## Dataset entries
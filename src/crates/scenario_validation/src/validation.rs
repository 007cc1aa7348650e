use std::fmt;
use std::sync::Arc;

use serde::{Deserialize, Serialize};

use crate::error::EvaluationError;
use crate::geom::{Circle, Point, Polygon, Segment};
use crate::world::World;

/// Per-tick verdict of a single check.
#[derive(Debug, Clone, Copy, PartialEq, Eq, Hash, Serialize, Deserialize)]
pub enum ValidationStatus {
    Passing,
    Failing,
}

impl ValidationStatus {
    pub fn inverted(self) -> Self {
        match self {
            ValidationStatus::Passing => ValidationStatus::Failing,
            ValidationStatus::Failing => ValidationStatus::Passing,
        }
    }

    pub fn is_passing(self) -> bool {
        self == ValidationStatus::Passing
    }
}

/// Shapes a check wants drawn while it is active. Purely diagnostic.
#[derive(Debug, Clone, Default, PartialEq, Serialize, Deserialize)]
pub struct ValidationGeometry {
    #[serde(default)]
    pub points: Vec<Point>,
    #[serde(default)]
    pub circles: Vec<Circle>,
    #[serde(default)]
    pub segments: Vec<Segment>,
    #[serde(default)]
    pub polygons: Vec<Polygon>,
}

impl ValidationGeometry {
    pub fn with_point(mut self, point: Point) -> Self {
        self.points.push(point);
        self
    }

    pub fn with_circle(mut self, circle: Circle) -> Self {
        self.circles.push(circle);
        self
    }

    pub fn with_segment(mut self, segment: Segment) -> Self {
        self.segments.push(segment);
        self
    }

    pub fn with_polygon(mut self, polygon: Polygon) -> Self {
        self.polygons.push(polygon);
        self
    }

    pub fn is_empty(&self) -> bool {
        self.points.is_empty()
            && self.circles.is_empty()
            && self.segments.is_empty()
            && self.polygons.is_empty()
    }
}

/// A stateful predicate over world snapshots.
///
/// `evaluate` is called once per tick, in snapshot order, for as long as the
/// unit is the active position of its sequence. Any memory a unit keeps lives
/// in the instance itself; a fresh run always builds fresh instances.
pub trait Validation: Send {
    fn evaluate(&mut self, world: &World) -> Result<ValidationStatus, EvaluationError>;

    /// Region of interest for external visualisation; must not affect `evaluate`.
    fn geometry(&self, world: &World) -> ValidationGeometry;

    fn describe(&self) -> String;

    /// Invariants stay active after a passing tick instead of advancing their sequence.
    fn is_invariant(&self) -> bool {
        false
    }

    /// Whether the verdict is fixed for the rest of the run.
    fn is_settled(&self) -> bool {
        false
    }
}

impl<V: Validation + ?Sized> Validation for Box<V> {
    fn evaluate(&mut self, world: &World) -> Result<ValidationStatus, EvaluationError> {
        (**self).evaluate(world)
    }

    fn geometry(&self, world: &World) -> ValidationGeometry {
        (**self).geometry(world)
    }

    fn describe(&self) -> String {
        (**self).describe()
    }

    fn is_invariant(&self) -> bool {
        (**self).is_invariant()
    }

    fn is_settled(&self) -> bool {
        (**self).is_settled()
    }
}

/// Builds a fresh validation unit for every scenario run.
#[derive(Clone)]
pub struct ValidationFactory {
    build: Arc<dyn Fn() -> Box<dyn Validation> + Send + Sync>,
}

impl ValidationFactory {
    pub fn new<V, F>(build: F) -> Self
    where
        V: Validation + 'static,
        F: Fn() -> V + Send + Sync + 'static,
    {
        Self {
            build: Arc::new(move || Box::new(build()) as Box<dyn Validation>),
        }
    }

    pub fn build(&self) -> Box<dyn Validation> {
        (self.build)()
    }
}

impl fmt::Debug for ValidationFactory {
    fn fmt(&self, f: &mut fmt::Formatter<'_>) -> fmt::Result {
        f.debug_struct("ValidationFactory").finish_non_exhaustive()
    }
}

## WHAT IS EXPECTED
Go line by line through the data, copying each one that contains the word "Result".

## SOLUTION FOR THIS TASK
    fn evaluate(&mut self, world: &World) -> Result<ValidationStatus, EvaluationError>;
    fn evaluate(&mut self, world: &World) -> Result<ValidationStatus, EvaluationError> {
    fn fmt(&self, f: &mut fmt::Formatter<'_>) -> fmt::Result {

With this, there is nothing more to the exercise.